_Records from a collection_:
++++++++
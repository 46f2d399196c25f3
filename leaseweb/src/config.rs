//! Provider configuration
//!
//! Every attribute of the provider block falls back to an environment
//! variable when it is not set in the configuration.

use crate::api::Client;
use crate::error::{Error, Result};
use tfplug::types::{AttributePath, Diagnostic, Diagnostics, DynamicValue};
use tfplug::value::FromDynamic;
use tfplug::Value;

pub const TOKEN_ENV: &str = "LEASEWEB_TOKEN";
pub const HOST_ENV: &str = "LEASEWEB_HOST";
pub const SCHEME_ENV: &str = "LEASEWEB_SCHEME";

pub const DEFAULT_HOST: &str = "api.leaseweb.com";
pub const DEFAULT_SCHEME: &str = "https";

object_model! {
    /// Provider block as written in the configuration
    pub struct ProviderConfigModel {
        token: Value<String> => "token": AttributeType::String,
        host: Value<String> => "host": AttributeType::String,
        scheme: Value<String> => "scheme": AttributeType::String,
    }
}

/// Resolved, immutable provider configuration
#[derive(Clone, PartialEq, Eq)]
pub struct ProviderConfig {
    pub token: String,
    pub host: String,
    pub scheme: String,
}

impl std::fmt::Debug for ProviderConfig {
    fn fmt(&self, f: &mut std::fmt::Formatter<'_>) -> std::fmt::Result {
        f.debug_struct("ProviderConfig")
            .field("token", &"<redacted>")
            .field("host", &self.host)
            .field("scheme", &self.scheme)
            .finish()
    }
}

impl ProviderConfig {
    /// Resolves the provider block against the environment
    ///
    /// A missing token is reported on the `token` attribute.
    pub fn from_config(config: &DynamicValue) -> std::result::Result<Self, Diagnostics> {
        let model = if config.is_null() {
            ProviderConfigModel::default()
        } else {
            ProviderConfigModel::from_dynamic(&config.value, &AttributePath::root())?
        };

        let token = configured_or_env(&model.token, TOKEN_ENV).ok_or_else(|| {
            Diagnostics::from(
                Diagnostic::error(
                    "Missing API Token",
                    format!(
                        "token is required, set it in the provider block or in the {} environment variable",
                        TOKEN_ENV
                    ),
                )
                .with_attribute(AttributePath::new("token")),
            )
        })?;

        let host =
            configured_or_env(&model.host, HOST_ENV).unwrap_or_else(|| DEFAULT_HOST.to_string());
        let scheme = configured_or_env(&model.scheme, SCHEME_ENV)
            .unwrap_or_else(|| DEFAULT_SCHEME.to_string());

        Ok(Self {
            token,
            host,
            scheme,
        })
    }

    pub fn base_url(&self) -> String {
        format!("{}://{}", self.scheme, self.host)
    }

    /// Builds the shared API client
    pub fn client(&self) -> Result<Client> {
        Client::from_host(&self.scheme, &self.host, &self.token)
            .map_err(|e| Error::Configuration(e.to_string()))
    }
}

fn configured_or_env(value: &Value<String>, env: &str) -> Option<String> {
    value
        .as_known()
        .filter(|v| !v.is_empty())
        .cloned()
        .or_else(|| std::env::var(env).ok().filter(|v| !v.is_empty()))
}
++++++++
_PROBLEM TO WORK ON_: Restate each record word for word.

_SOLUTION TO THE PROBLEM_:
repository 46f2d399196c25f3
filename leaseweb/src/config.rs
//! Provider configuration
//!
//! Every attribute of the provider block falls back to an environment
//! variable when it is not set in the configuration.

use crate::api::Client;
use crate::error::{Error, Result};
use tfplug::types::{AttributePath, Diagnostic, Diagnostics, DynamicValue};
use tfplug::value::FromDynamic;
use tfplug::Value;

pub const TOKEN_ENV: &str = "LEASEWEB_TOKEN";
pub const HOST_ENV: &str = "LEASEWEB_HOST";
pub const SCHEME_ENV: &str = "LEASEWEB_SCHEME";

pub const DEFAULT_HOST: &str = "api.leaseweb.com";
pub const DEFAULT_SCHEME: &str = "https";

object_model! {
    /// Provider block as written in the configuration
    pub struct ProviderConfigModel {
        token: Value<String> => "token": AttributeType::String,
        host: Value<String> => "host": AttributeType::String,
        scheme: Value<String> => "scheme": AttributeType::String,
    }
}

/// Resolved, immutable provider configuration
#[derive(Clone, PartialEq, Eq)]
pub struct ProviderConfig {
    pub token: String,
    pub host: String,
    pub scheme: String,
}

impl std::fmt::Debug for ProviderConfig {
    fn fmt(&self, f: &mut std::fmt::Formatter<'_>) -> std::fmt::Result {
        f.debug_struct("ProviderConfig")
            .field("token", &"<redacted>")
            .field("host", &self.host)
            .field("scheme", &self.scheme)
            .finish()
    }
}

impl ProviderConfig {
    /// Resolves the provider block against the environment
    ///
    /// A missing token is reported on the `token` attribute.
    pub fn from_config(config: &DynamicValue) -> std::result::Result<Self, Diagnostics> {
        let model = if config.is_null() {
            ProviderConfigModel::default()
        } else {
            ProviderConfigModel::from_dynamic(&config.value, &AttributePath::root())?
        };

        let token = configured_or_env(&model.token, TOKEN_ENV).ok_or_else(|| {
            Diagnostics::from(
                Diagnostic::error(
                    "Missing API Token",
                    format!(
                        "token is required, set it in the provider block or in the {} environment variable",
                        TOKEN_ENV
                    ),
                )
                .with_attribute(AttributePath::new("token")),
            )
        })?;

        let host =
            configured_or_env(&model.host, HOST_ENV).unwrap_or_else(|| DEFAULT_HOST.to_string());
        let scheme = configured_or_env(&model.scheme, SCHEME_ENV)
            .unwrap_or_else(|| DEFAULT_SCHEME.to_string());

        Ok(Self {
            token,
            host,
            scheme,
        })
    }

    pub fn base_url(&self) -> String {
        format!("{}://{}", self.scheme, self.host)
    }

    /// Builds the shared API client
    pub fn client(&self) -> Result<Client> {
        Client::from_host(&self.scheme, &self.host, &self.token)
            .map_err(|e| Error::Configuration(e.to_string()))
    }
}

fn configured_or_env(value: &Value<String>, env: &str) -> Option<String> {
    value
        .as_known()
        .filter(|v| !v.is_empty())
        .cloned()
        .or_else(|| std::env::var(env).ok().filter(|v| !v.is_empty()))
}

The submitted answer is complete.